Once access is gained to an IT system, there are various kinds of mischief possible, depending on the hacker. Entry-level hackers might be satisfied with uploading malware to display unwanted adverts, leave rude messages or change links to point to embarrassing sites. However, physical damage can be remotely caused by hackers. Systems can be locked and data stolen or held to ransom.
Whilst large organisations may be the most potentially lucrative targets for hackers, small & medium-sized enterprises (SMEs) are often easier to crack. An organisation large enough to support an IT department probably operates reasonable systems of security, with firewalls, enforced regular password changes and control of software installation & upgrades. They will monitor access to their systems and data and maintain multiple remote backups.
Medium-sized organisations may use third party off-site IT specialists to install and maintain their systems. They may not realise they’ve been hacked until something goes wrong and they call in “the IT guys”.
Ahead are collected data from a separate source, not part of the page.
//! Merge defaults with one override source

use itertools::Itertools;
use tracing::{debug, warn};

use crate::cell::normalize;
use crate::cli::Args;
use crate::{file_source, ConfigOverride, MazeConfiguration};

/// Pick the override source: the configuration file if one is given,
/// otherwise the command line
pub fn select_source(args: &Args, defaults: &MazeConfiguration) -> ConfigOverride {
    match &args.config {
        Some(path) => file_source::load_or_default(path),
        None => args.to_override(defaults),
    }
}

/// Resolve the configuration for parsed command line arguments
pub fn resolve_from_args(args: &Args, defaults: &MazeConfiguration) -> MazeConfiguration {
    resolve(defaults, select_source(args, defaults))
}

/// Apply `overrides` on top of `defaults` and normalize the start and exit
/// cells
///
/// Both cells are moved onto the outer wall of the maze. If they end up on
/// the same cell, they are reset to the top-left and bottom-right corners.
pub fn resolve(defaults: &MazeConfiguration, overrides: ConfigOverride) -> MazeConfiguration {
    let mut config = merge(defaults, overrides);

    debug!(
        "cells before adjustment: start {}, exit {}",
        config.start_cell, config.exit_cell
    );
    config.start_cell = normalize(config.start_cell, config.dimension);
    config.exit_cell = normalize(config.exit_cell, config.dimension);
    debug!(start = %config.start_cell, exit = %config.exit_cell, "adjusted start and exit cells");

    if config.start_cell == config.exit_cell {
        let (start, exit) = (config.dimension.first_cell(), config.dimension.last_cell());
        if start == exit {
            warn!(
                dimension = %config.dimension,
                "maze is too small for distinct start and exit cells"
            );
        } else {
            warn!(
                cell = %config.start_cell,
                "start and exit cells are equal - resetting to default coordinates"
            );
        }
        config.start_cell = start;
        config.exit_cell = exit;
    }
    config
}

fn merge(defaults: &MazeConfiguration, overrides: ConfigOverride) -> MazeConfiguration {
    let search_algorithms = match overrides.search_algorithms {
        Some(algorithms) if !algorithms.is_empty() => algorithms.into_iter().unique().collect(),
        Some(_) => {
            warn!("no search algorithms given, using defaults");
            defaults.search_algorithms.clone()
        }
        None => defaults.search_algorithms.clone(),
    };

    MazeConfiguration {
        dimension: overrides.dimension.unwrap_or(defaults.dimension),
        start_cell: overrides.start_cell.unwrap_or(defaults.start_cell),
        exit_cell: overrides.exit_cell.unwrap_or(defaults.exit_cell),
        generation_algorithm: overrides
            .generation_algorithm
            .unwrap_or(defaults.generation_algorithm),
        search_algorithms,
        break_algorithm: overrides.break_algorithm.unwrap_or(defaults.break_algorithm),
        verbosity: overrides.verbosity.unwrap_or(defaults.verbosity),
    }
}

#[cfg(test)]
mod tests {
    use std::io::Write;

    use clap::Parser;
    use tracing_test::traced_test;

    use crate::algorithms::{GenerationAlgorithm, SearchAlgorithm, Verbosity};
    use crate::cell::{Cell, Dimension};
    use crate::cli::Args;
    use crate::resolver::{resolve, resolve_from_args};
    use crate::{ConfigOverride, MazeConfiguration};

    fn dim(rows: i64, cols: i64) -> Dimension {
        Dimension::new(rows, cols).unwrap()
    }

    /// Defaults with normalized cells
    fn normalized_defaults() -> MazeConfiguration {
        MazeConfiguration {
            exit_cell: Cell::new(9, 29),
            ..Default::default()
        }
    }

    #[test]
    fn no_override_normalizes_defaults() {
        let config = resolve(&MazeConfiguration::default(), ConfigOverride::default());
        assert_eq!(config, normalized_defaults());
    }

    #[test]
    fn override_replaces_only_present_fields() {
        let defaults = MazeConfiguration::default();
        let config = resolve(
            &defaults,
            ConfigOverride {
                generation_algorithm: Some(GenerationAlgorithm::Dfs),
                verbosity: Some(Verbosity::Debug),
                ..Default::default()
            },
        );
        assert_eq!(
            config,
            MazeConfiguration {
                generation_algorithm: GenerationAlgorithm::Dfs,
                verbosity: Verbosity::Debug,
                ..normalized_defaults()
            }
        );
    }

    #[test]
    fn cells_are_moved_onto_outer_wall() {
        let config = resolve(
            &MazeConfiguration::default(),
            ConfigOverride {
                start_cell: Some(Cell::new(-5, 5)),
                exit_cell: Some(Cell::new(12, 5)),
                ..Default::default()
            },
        );
        assert_eq!(config.start_cell, Cell::new(0, 5));
        assert_eq!(config.exit_cell, Cell::new(9, 5));
    }

    #[test]
    #[traced_test]
    fn equal_cells_reset_to_corners() {
        let config = resolve(
            &MazeConfiguration::default(),
            ConfigOverride {
                dimension: Some(dim(5, 5)),
                start_cell: Some(Cell::new(0, 3)),
                exit_cell: Some(Cell::new(0, 3)),
                ..Default::default()
            },
        );
        assert_eq!(config.start_cell, Cell::new(0, 0));
        assert_eq!(config.exit_cell, Cell::new(4, 4));
        assert!(logs_contain("cells before adjustment: start (0, 3), exit (0, 3)"));
        assert!(logs_contain(
            "start and exit cells are equal - resetting to default coordinates"
        ));
    }

    #[test]
    #[traced_test]
    fn distinct_cells_are_kept_without_warning() {
        let config = resolve(
            &MazeConfiguration::default(),
            ConfigOverride {
                start_cell: Some(Cell::new(-5, 5)),
                ..Default::default()
            },
        );
        assert_eq!(config.start_cell, Cell::new(0, 5));
        assert!(logs_contain("cells before adjustment: start (-5, 5), exit (29, 29)"));
        assert!(!logs_contain("resetting to default coordinates"));
    }

    #[test]
    fn cells_equal_after_normalization_reset_to_corners() {
        let config = resolve(
            &MazeConfiguration::default(),
            ConfigOverride {
                dimension: Some(dim(5, 5)),
                start_cell: Some(Cell::new(-1, 2)),
                exit_cell: Some(Cell::new(0, 2)),
                ..Default::default()
            },
        );
        assert_eq!(config.start_cell, Cell::new(0, 0));
        assert_eq!(config.exit_cell, Cell::new(4, 4));
    }

    #[test]
    fn single_cell_maze() {
        let config = resolve(
            &MazeConfiguration::default(),
            ConfigOverride {
                dimension: Some(dim(1, 1)),
                ..Default::default()
            },
        );
        assert_eq!(config.start_cell, Cell::new(0, 0));
        assert_eq!(config.exit_cell, Cell::new(0, 0));
    }

    #[test]
    fn search_algorithms_are_never_empty() {
        let defaults = MazeConfiguration::default();
        let config = resolve(
            &defaults,
            ConfigOverride {
                search_algorithms: Some(vec![]),
                ..Default::default()
            },
        );
        assert_eq!(config.search_algorithms, defaults.search_algorithms);
    }

    #[test]
    fn duplicate_search_algorithms_keep_first_occurrence() {
        let config = resolve(
            &MazeConfiguration::default(),
            ConfigOverride {
                search_algorithms: Some(vec![
                    SearchAlgorithm::Bfs,
                    SearchAlgorithm::Ucs,
                    SearchAlgorithm::Bfs,
                    SearchAlgorithm::AStar,
                ]),
                ..Default::default()
            },
        );
        assert_eq!(
            config.search_algorithms,
            vec![
                SearchAlgorithm::Bfs,
                SearchAlgorithm::Ucs,
                SearchAlgorithm::AStar
            ]
        );
    }

    #[test]
    fn file_overriding_dimension_keeps_other_defaults() {
        let mut file = tempfile::NamedTempFile::new().unwrap();
        writeln!(file, "- dimension: [20, 40]").unwrap();
        let path = file.path().to_str().unwrap();

        let args = Args::try_parse_from(["maze", "--config", path, "-m", "dfs"]).unwrap();
        let config = resolve_from_args(&args, &MazeConfiguration::default());

        assert_eq!(
            config,
            MazeConfiguration {
                dimension: dim(20, 40),
                exit_cell: Cell::new(19, 39),
                ..Default::default()
            }
        );
    }

    #[test]
    #[traced_test]
    fn unusable_file_resolves_to_defaults() {
        let dir = tempfile::tempdir().unwrap();
        let missing = dir.path().join("missing.yaml");
        let malformed = dir.path().join("malformed.yaml");
        std::fs::write(&malformed, "- dimension: [20, 40\n- maze_type: [dfs]").unwrap();

        for path in [missing, malformed] {
            let args = Args {
                config: Some(path),
                ..Args::try_parse_from(["maze", "-m", "dfs"]).unwrap()
            };
            let config = resolve_from_args(&args, &MazeConfiguration::default());
            assert_eq!(config, normalized_defaults());
        }
        assert!(logs_contain("failed to read configuration file"));
        assert!(logs_contain("failed to parse configuration file"));
        assert!(logs_contain("falling back on default settings"));
    }

    #[test]
    fn command_line_is_used_without_config_file() {
        let args =
            Args::try_parse_from(["maze", "-d", "4", "6", "--exit-cell", "2", "3", "-s", "ucs"])
                .unwrap();
        let config = resolve_from_args(&args, &MazeConfiguration::default());

        assert_eq!(
            config,
            MazeConfiguration {
                dimension: dim(4, 6),
                exit_cell: Cell::new(3, 3),
                search_algorithms: vec![SearchAlgorithm::Ucs],
                ..Default::default()
            }
        );
    }
}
Meanwhile, many small businesses operate on one or more PCs or laptops and a payment card reader. The IT Dept is the owner’s brother-in-law or a friend-of-a-friend who “knows about computers”.
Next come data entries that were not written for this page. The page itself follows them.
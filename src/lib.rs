//! Resolve the configuration of the maze generation and search front-end
//!
//! Configuration comes from built-in defaults, overridden by exactly one
//! source: the command line or a YAML configuration file. The start and
//! exit cells are then moved onto the outer wall of the maze, so that they
//! are valid entrances, and kept distinct.
//!
//! # Examples
//! ```
//! use maze_config::{resolve, Cell, ConfigOverride, Dimension, MazeConfiguration};
//!
//! let defaults = MazeConfiguration::default();
//! let overrides = ConfigOverride {
//!     dimension: Some(Dimension::new(10, 30).unwrap()),
//!     start_cell: Some(Cell::new(-5, 5)),
//!     exit_cell: Some(Cell::new(12, 5)),
//!     ..Default::default()
//! };
//! let config = resolve(&defaults, overrides);
//!
//! assert_eq!(config.start_cell, Cell::new(0, 5));
//! assert_eq!(config.exit_cell, Cell::new(9, 5));
//! assert_eq!(config.search_algorithms, defaults.search_algorithms);
//! ```
//!
//! ## Configuration file
//! A sequence of mappings, or a single mapping. Scalar choices may be
//! wrapped in a one-element list.
//! ```yaml
//! - dimension: [20, 40]
//! - start_cell: [0, 5]
//! - exit_cell: [19, 39]
//! - maze_type: [dfs]
//! - search_type: [bfs, a*]
//! - break_type: dfs
//! - log_level: [debug]
//! ```

use std::fmt;

use itertools::Itertools;

pub mod algorithms;
pub mod cell;
pub mod cli;
pub mod error;
pub mod file_source;
pub mod logging;
pub mod resolver;

pub use algorithms::{BreakAlgorithm, GenerationAlgorithm, SearchAlgorithm, Verbosity};
pub use cell::{normalize, Cell, Dimension};
pub use error::{ConfigError, ConfigFileError};
pub use resolver::resolve;

/// Settings handed to the maze engine
#[derive(Clone, Debug, PartialEq, Eq)]
pub struct MazeConfiguration {
    /// Size of the maze grid
    pub dimension: Dimension,
    /// Entrance of the maze
    pub start_cell: Cell,
    /// Exit of the maze
    pub exit_cell: Cell,
    /// How the maze is carved
    pub generation_algorithm: GenerationAlgorithm,
    /// Path searches, in the order they are run and displayed
    pub search_algorithms: Vec<SearchAlgorithm>,
    /// How dead ends are broken to make the maze imperfect
    pub break_algorithm: BreakAlgorithm,
    /// Diagnostic detail
    pub verbosity: Verbosity,
}

/// Partial configuration from one override source
///
/// Fields left as `None` keep their default value.
#[derive(Clone, Debug, Default, PartialEq, Eq)]
pub struct ConfigOverride {
    pub dimension: Option<Dimension>,
    pub start_cell: Option<Cell>,
    pub exit_cell: Option<Cell>,
    pub generation_algorithm: Option<GenerationAlgorithm>,
    pub search_algorithms: Option<Vec<SearchAlgorithm>>,
    pub break_algorithm: Option<BreakAlgorithm>,
    pub verbosity: Option<Verbosity>,
}

impl Default for MazeConfiguration {
    /// PRIM's maze of 10x30 searched with A* and depth-first search.
    ///
    /// The default exit cell lies outside the default maze and ends up in
    /// the bottom-right corner after normalization.
    fn default() -> Self {
        Self {
            dimension: Dimension::DEFAULT,
            start_cell: Cell::new(0, 0),
            exit_cell: Cell::new(29, 29),
            generation_algorithm: GenerationAlgorithm::Prim,
            search_algorithms: vec![SearchAlgorithm::AStar, SearchAlgorithm::Dfs],
            break_algorithm: BreakAlgorithm::Bfs,
            verbosity: Verbosity::Info,
        }
    }
}

impl ConfigOverride {
    /// Whether the source set no field at all
    pub fn is_empty(&self) -> bool {
        *self == Self::default()
    }
}

impl fmt::Display for MazeConfiguration {
    fn fmt(&self, f: &mut fmt::Formatter<'_>) -> fmt::Result {
        writeln!(f, "Maze dimension:       {}", self.dimension)?;
        writeln!(f, "Start cell:           {}", self.start_cell)?;
        writeln!(f, "Exit cell:            {}", self.exit_cell)?;
        writeln!(f, "Generation algorithm: {}", self.generation_algorithm)?;
        writeln!(
            f,
            "Search algorithms:    {}",
            self.search_algorithms.iter().join(", ")
        )?;
        writeln!(f, "Break algorithm:      {}", self.break_algorithm)?;
        write!(f, "Log level:            {}", self.verbosity)
    }
}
They may be unaware of their obligations under the PCI-DSS (Payment Card Industry Data Security Standard). Although not covered by UK law, compliance is effectively mandatory and enforced contractually by banks and card issuers. Likewise, virtually any company that uses a computer to store or process data is susceptible to claims from data subjects under the GDPR (General Data Protection Regulations), which have been firmly enshrined in UK law since May 2018.
A survey by respected economists Oxera Consulting for the ABI (Association of British Insurers) in November 2020 highlighted the increasing dependence on the digital infrastructure of our economy, our society and in our everyday lives. Computer security firm McAfee and the Centre for Strategic & International Studies estimate that in 2018 cybercrime cost the world almost $600 billion, or about 14% of the internet economy.
The Oxera survey found that about 35% of large UK businesses have cyber insurance, 31% of medium businesses and only 1.2% of small firms. 32% of UK businesses suffered a cybersecurity breach or attack in 2018, according to the same survey.
The cover offered by cyber insurance policies varies widely and is often tailored to the specific business needs and risks. Put simply, it’s a bit like a comprehensive car policy, where there is an element of first-party cover (to pay for loss of or damage to the car), and an element of third party cover (to meet claims made against you by others who have suffered injury or damage due to your negligence on a road).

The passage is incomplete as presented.